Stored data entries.
----
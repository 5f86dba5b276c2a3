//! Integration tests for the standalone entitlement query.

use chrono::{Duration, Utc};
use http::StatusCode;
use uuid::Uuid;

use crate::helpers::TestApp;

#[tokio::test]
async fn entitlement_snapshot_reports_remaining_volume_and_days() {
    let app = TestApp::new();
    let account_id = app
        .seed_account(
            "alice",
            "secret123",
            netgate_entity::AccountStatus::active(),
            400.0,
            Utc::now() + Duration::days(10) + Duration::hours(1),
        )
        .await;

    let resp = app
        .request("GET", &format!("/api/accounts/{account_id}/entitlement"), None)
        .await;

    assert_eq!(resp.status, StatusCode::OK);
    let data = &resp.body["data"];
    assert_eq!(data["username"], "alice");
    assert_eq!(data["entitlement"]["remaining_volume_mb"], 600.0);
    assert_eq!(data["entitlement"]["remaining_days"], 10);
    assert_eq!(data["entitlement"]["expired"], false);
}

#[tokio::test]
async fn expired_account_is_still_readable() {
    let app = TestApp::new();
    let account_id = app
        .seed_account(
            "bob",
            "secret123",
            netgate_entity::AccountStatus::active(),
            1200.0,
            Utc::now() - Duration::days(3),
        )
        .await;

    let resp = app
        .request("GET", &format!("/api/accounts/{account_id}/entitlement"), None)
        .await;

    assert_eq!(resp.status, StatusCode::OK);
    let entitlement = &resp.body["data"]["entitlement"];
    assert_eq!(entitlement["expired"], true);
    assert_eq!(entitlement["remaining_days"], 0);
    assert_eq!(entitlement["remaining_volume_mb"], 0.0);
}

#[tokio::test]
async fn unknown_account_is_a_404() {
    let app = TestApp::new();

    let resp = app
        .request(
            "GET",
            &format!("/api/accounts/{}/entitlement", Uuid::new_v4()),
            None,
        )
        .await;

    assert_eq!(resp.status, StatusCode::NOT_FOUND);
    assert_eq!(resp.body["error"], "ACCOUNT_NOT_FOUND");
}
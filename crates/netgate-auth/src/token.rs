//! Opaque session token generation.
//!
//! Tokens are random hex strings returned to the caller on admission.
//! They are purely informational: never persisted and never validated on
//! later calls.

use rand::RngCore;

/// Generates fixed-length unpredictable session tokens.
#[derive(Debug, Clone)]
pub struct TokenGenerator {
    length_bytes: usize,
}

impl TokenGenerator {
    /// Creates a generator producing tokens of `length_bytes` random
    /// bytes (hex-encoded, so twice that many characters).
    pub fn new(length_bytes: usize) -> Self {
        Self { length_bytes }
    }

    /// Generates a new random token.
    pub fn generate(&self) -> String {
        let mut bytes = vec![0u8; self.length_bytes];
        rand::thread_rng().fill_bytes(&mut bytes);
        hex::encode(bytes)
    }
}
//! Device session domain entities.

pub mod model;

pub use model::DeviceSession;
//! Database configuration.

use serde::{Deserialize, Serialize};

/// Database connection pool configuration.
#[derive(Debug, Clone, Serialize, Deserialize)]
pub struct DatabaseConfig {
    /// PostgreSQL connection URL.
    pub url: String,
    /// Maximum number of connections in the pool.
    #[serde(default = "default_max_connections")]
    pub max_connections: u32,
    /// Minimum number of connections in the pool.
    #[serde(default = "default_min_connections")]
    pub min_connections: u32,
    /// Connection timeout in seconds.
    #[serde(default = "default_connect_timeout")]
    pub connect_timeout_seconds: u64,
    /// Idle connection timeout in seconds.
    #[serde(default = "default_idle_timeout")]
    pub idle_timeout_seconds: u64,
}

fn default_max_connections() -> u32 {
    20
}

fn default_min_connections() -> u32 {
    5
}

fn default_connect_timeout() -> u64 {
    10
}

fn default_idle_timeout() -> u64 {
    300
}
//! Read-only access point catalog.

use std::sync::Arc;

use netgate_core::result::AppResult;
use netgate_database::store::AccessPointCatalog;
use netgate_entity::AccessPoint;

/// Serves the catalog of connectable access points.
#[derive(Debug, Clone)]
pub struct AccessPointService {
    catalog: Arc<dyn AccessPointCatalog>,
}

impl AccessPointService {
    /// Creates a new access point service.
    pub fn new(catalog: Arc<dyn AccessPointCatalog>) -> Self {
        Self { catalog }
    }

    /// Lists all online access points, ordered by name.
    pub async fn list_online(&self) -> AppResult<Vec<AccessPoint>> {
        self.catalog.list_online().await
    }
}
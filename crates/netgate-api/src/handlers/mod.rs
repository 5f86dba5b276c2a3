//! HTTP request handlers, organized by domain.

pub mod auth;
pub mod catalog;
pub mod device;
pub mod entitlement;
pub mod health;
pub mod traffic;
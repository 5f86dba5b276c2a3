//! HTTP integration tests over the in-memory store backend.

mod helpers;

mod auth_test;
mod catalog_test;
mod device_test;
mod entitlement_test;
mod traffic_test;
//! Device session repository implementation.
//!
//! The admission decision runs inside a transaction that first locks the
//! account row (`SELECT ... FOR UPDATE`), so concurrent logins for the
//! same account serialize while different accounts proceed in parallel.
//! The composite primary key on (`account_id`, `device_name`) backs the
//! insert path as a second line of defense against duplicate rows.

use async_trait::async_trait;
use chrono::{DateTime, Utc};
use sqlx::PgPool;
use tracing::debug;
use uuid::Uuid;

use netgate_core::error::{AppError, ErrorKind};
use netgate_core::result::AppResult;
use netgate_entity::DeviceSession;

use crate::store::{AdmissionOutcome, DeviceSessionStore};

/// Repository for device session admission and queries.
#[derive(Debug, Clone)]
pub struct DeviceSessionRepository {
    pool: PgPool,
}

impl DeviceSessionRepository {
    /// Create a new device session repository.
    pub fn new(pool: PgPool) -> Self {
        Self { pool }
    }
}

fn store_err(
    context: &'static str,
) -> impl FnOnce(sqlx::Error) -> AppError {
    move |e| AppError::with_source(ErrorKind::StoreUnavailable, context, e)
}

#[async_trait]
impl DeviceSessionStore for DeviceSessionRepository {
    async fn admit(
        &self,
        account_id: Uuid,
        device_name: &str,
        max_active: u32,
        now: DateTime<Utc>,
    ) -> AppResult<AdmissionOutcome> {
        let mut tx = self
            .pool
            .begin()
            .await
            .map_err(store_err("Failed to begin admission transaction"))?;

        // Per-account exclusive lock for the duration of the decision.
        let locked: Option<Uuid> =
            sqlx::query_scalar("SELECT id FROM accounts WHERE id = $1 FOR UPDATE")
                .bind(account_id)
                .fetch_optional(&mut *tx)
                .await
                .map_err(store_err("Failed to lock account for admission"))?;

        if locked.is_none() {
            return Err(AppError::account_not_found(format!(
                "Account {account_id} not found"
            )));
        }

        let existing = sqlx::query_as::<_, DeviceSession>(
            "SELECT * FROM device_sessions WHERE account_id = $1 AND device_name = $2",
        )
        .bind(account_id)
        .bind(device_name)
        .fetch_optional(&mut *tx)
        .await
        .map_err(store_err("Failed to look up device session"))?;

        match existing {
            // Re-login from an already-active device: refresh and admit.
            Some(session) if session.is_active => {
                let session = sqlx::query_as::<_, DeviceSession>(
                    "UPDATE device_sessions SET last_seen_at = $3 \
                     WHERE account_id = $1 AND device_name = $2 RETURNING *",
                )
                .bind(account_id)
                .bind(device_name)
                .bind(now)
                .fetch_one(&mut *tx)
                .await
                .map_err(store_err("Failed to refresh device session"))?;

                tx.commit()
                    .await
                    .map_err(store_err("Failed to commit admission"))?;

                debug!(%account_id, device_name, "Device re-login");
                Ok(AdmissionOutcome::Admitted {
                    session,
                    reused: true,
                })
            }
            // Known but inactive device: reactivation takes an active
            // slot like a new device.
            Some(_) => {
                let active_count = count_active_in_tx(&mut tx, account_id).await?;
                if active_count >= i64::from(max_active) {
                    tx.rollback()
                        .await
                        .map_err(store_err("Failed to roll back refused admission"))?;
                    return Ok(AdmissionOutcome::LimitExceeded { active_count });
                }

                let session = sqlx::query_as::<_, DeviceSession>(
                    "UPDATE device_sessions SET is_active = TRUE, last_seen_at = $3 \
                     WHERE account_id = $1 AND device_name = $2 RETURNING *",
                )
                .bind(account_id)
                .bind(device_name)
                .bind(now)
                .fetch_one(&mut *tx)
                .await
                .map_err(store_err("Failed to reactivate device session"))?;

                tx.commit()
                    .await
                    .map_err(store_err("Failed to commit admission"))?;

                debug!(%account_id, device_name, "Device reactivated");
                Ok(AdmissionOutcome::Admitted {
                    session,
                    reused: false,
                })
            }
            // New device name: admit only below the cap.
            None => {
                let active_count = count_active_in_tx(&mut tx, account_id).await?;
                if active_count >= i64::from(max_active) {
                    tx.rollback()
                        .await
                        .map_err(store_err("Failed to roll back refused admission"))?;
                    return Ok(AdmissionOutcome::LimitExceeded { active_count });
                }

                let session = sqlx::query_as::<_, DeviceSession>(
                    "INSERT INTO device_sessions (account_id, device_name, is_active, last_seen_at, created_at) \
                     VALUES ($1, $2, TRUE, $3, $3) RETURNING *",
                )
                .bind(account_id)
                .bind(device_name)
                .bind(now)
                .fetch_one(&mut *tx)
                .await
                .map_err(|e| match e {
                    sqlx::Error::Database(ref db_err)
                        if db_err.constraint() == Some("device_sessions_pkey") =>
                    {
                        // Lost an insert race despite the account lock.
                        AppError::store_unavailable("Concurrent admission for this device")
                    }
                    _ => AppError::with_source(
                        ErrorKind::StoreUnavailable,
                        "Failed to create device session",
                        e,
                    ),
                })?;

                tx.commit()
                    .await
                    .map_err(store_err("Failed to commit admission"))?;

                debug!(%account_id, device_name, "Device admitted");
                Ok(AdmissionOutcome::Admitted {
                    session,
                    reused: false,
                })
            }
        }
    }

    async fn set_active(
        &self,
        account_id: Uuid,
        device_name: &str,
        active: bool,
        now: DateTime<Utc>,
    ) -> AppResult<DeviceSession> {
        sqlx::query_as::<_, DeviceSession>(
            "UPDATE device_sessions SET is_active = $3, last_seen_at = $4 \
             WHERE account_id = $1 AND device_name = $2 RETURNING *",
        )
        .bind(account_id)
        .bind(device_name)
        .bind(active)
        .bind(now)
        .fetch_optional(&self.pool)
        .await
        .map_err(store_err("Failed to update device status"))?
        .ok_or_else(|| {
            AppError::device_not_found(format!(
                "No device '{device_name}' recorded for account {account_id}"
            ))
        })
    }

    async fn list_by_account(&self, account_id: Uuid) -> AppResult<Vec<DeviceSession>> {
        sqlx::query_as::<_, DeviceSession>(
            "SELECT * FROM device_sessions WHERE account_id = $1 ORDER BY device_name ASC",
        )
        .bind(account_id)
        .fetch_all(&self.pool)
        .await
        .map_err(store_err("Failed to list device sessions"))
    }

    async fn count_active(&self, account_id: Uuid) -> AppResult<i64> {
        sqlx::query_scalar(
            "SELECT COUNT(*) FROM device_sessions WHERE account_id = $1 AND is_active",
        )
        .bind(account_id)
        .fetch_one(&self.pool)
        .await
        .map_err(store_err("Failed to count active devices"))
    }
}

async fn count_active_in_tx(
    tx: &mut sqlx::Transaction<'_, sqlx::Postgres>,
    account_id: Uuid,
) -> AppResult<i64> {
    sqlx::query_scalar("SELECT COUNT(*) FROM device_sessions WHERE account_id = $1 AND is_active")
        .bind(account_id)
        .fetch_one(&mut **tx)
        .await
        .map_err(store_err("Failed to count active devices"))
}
----
WHAT TO WORK ON. Would you copy, unchanged, the stretch of the records above that begins at the line containing "logins for the" and ends at the line containing "let locked: Option<Uuid>", and only that?

SOLUTION FOR THIS EXERCISE.
//! account row (`SELECT ... FOR UPDATE`), so concurrent logins for the
//! same account serialize while different accounts proceed in parallel.
//! The composite primary key on (`account_id`, `device_name`) backs the
//! insert path as a second line of defense against duplicate rows.

use async_trait::async_trait;
use chrono::{DateTime, Utc};
use sqlx::PgPool;
use tracing::debug;
use uuid::Uuid;

use netgate_core::error::{AppError, ErrorKind};
use netgate_core::result::AppResult;
use netgate_entity::DeviceSession;

use crate::store::{AdmissionOutcome, DeviceSessionStore};

/// Repository for device session admission and queries.
#[derive(Debug, Clone)]
pub struct DeviceSessionRepository {
    pool: PgPool,
}

impl DeviceSessionRepository {
    /// Create a new device session repository.
    pub fn new(pool: PgPool) -> Self {
        Self { pool }
    }
}

fn store_err(
    context: &'static str,
) -> impl FnOnce(sqlx::Error) -> AppError {
    move |e| AppError::with_source(ErrorKind::StoreUnavailable, context, e)
}

#[async_trait]
impl DeviceSessionStore for DeviceSessionRepository {
    async fn admit(
        &self,
        account_id: Uuid,
        device_name: &str,
        max_active: u32,
        now: DateTime<Utc>,
    ) -> AppResult<AdmissionOutcome> {
        let mut tx = self
            .pool
            .begin()
            .await
            .map_err(store_err("Failed to begin admission transaction"))?;

        // Per-account exclusive lock for the duration of the decision.
        let locked: Option<Uuid> =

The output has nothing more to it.